Certainly the greatest orator who ever visited Fredericksburg was Edward Everett, of Massachusetts, distinguished among literary men of his day. He came to this city to speak and was entertained in several homes here. He afterwards spoke all over the Nation in an effort to aid the Mount Vernon Association to purchase Washington’s home.
An English officer Colonel Henderson, whose life of “Stonewall Jackson” is from a literary and military standpoint the best work of its nature in the world, came here and stayed for a long period securing data for his book. He lived during his time here at the Old Eagle Hotel, now the Hotel Maury.
Among our old time merchants was Mr. William Allen. His son married and lived in many foreign lands. The son’s wife died and he returned to visit his father bringing his beautiful little daughter, a child of ten or eleven years. The writer recalls her at that time, with her lovely golden curls.
Another nobleman who came here drawn by the quaintness of the old American town and his desire to see the home of Washington, was the Count De Paris, of the French Royal Family.

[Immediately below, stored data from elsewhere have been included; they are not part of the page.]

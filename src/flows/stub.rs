// Copyright (c) 2025 Steve Wagner (ciroque@live.com)
// SPDX-License-Identifier: MIT

//! Instrumented flows for scheduler tests.

use async_trait::async_trait;
use std::sync::atomic::{AtomicUsize, Ordering};
use std::sync::{Arc, Mutex};
use std::time::Duration;
use tokio::time::Instant;

use crate::traits::{Flow, FlowFactory};

/// Shared record of every execution of the flows built from one factory.
#[derive(Debug, Default)]
pub struct ExecutionRecorder {
    starts: Mutex<Vec<Instant>>,
    active: AtomicUsize,
    max_active: AtomicUsize,
}

impl ExecutionRecorder {
    pub fn new() -> Arc<Self> {
        Arc::new(Self::default())
    }

    /// Start times of every execution, in order.
    pub fn starts(&self) -> Vec<Instant> {
        self.starts.lock().unwrap().clone()
    }

    /// Start times as offsets from `origin`, in whole seconds.
    pub fn start_offsets(&self, origin: Instant) -> Vec<u64> {
        self.starts()
            .into_iter()
            .map(|at| at.duration_since(origin).as_secs())
            .collect()
    }

    pub fn count(&self) -> usize {
        self.starts.lock().unwrap().len()
    }

    pub fn max_active(&self) -> usize {
        self.max_active.load(Ordering::SeqCst)
    }

    fn enter(self: &Arc<Self>) -> (usize, ActiveGuard) {
        let count = {
            let mut starts = self.starts.lock().unwrap();
            starts.push(Instant::now());
            starts.len()
        };
        let active = self.active.fetch_add(1, Ordering::SeqCst) + 1;
        self.max_active.fetch_max(active, Ordering::SeqCst);
        (count, ActiveGuard(Arc::clone(self)))
    }
}

// Decrements on drop so aborted executions are not counted as still running.
struct ActiveGuard(Arc<ExecutionRecorder>);

impl Drop for ActiveGuard {
    fn drop(&mut self) {
        self.0.active.fetch_sub(1, Ordering::SeqCst);
    }
}

/// How a stub execution ends.
#[derive(Debug, Clone)]
pub enum StubBehavior {
    Succeed,
    Fail(&'static str),
    Panic(&'static str),
    /// Fail the first `n` executions, then succeed.
    FailFirst(usize),
    /// Fail with the execution number appended, e.g. `refused 3`.
    FailNumbered(&'static str),
}

pub struct StubFlow {
    recorder: Arc<ExecutionRecorder>,
    run_time: Duration,
    behavior: StubBehavior,
}

#[async_trait]
impl Flow for StubFlow {
    async fn execute(&self) -> anyhow::Result<()> {
        let (count, _guard) = self.recorder.enter();
        if !self.run_time.is_zero() {
            tokio::time::sleep(self.run_time).await;
        }

        match &self.behavior {
            StubBehavior::Succeed => Ok(()),
            StubBehavior::Fail(message) => anyhow::bail!("{}", message),
            StubBehavior::Panic(message) => panic!("{}", message),
            StubBehavior::FailFirst(n) if count <= *n => {
                anyhow::bail!("failure {} of {}", count, n)
            }
            StubBehavior::FailFirst(_) => Ok(()),
            StubBehavior::FailNumbered(prefix) => anyhow::bail!("{} {}", prefix, count),
        }
    }

    fn name(&self) -> &str {
        "stub"
    }
}

pub fn stub_factory(
    recorder: &Arc<ExecutionRecorder>,
    run_time: Duration,
    behavior: StubBehavior,
) -> FlowFactory {
    let recorder = Arc::clone(recorder);
    FlowFactory::new(move || {
        Box::new(StubFlow {
            recorder: Arc::clone(&recorder),
            run_time,
            behavior: behavior.clone(),
        }) as Box<dyn Flow>
    })
}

The Irish poet, Thomas Moore, was here once and declared he would not leave America until he had been a guest in an old Virginia home.
Where Beauty Blends
Old Gardens, at Old Mansions, Where Bloom Flowers from Long Ago
Buds and blossoms everywhere! and honey-bees, butterflies and birds! It is Spring now in the lush meadows and sweeping hills about Fredericksburg. Flowers, leaves, shrubs and vines have burst forth once more with joy and life. The wild tangle of beauty and fragrance is everywhere perceptible; hedges of honeysuckle, whose hidden foundation is the crumbling old stone wall, trellises heavy with old-time roses, arbors redolent with sweet grapevine, sturdy oaks and maples, whose branches shelter the clinging tendrils and the purple wistaria blossoms, borders, gay with old-time favorites, heliotrope, portulaca, petunias, verbenas and hollyhocks, and the loved English ivy, with a welcome right of way wherever its fancy leads.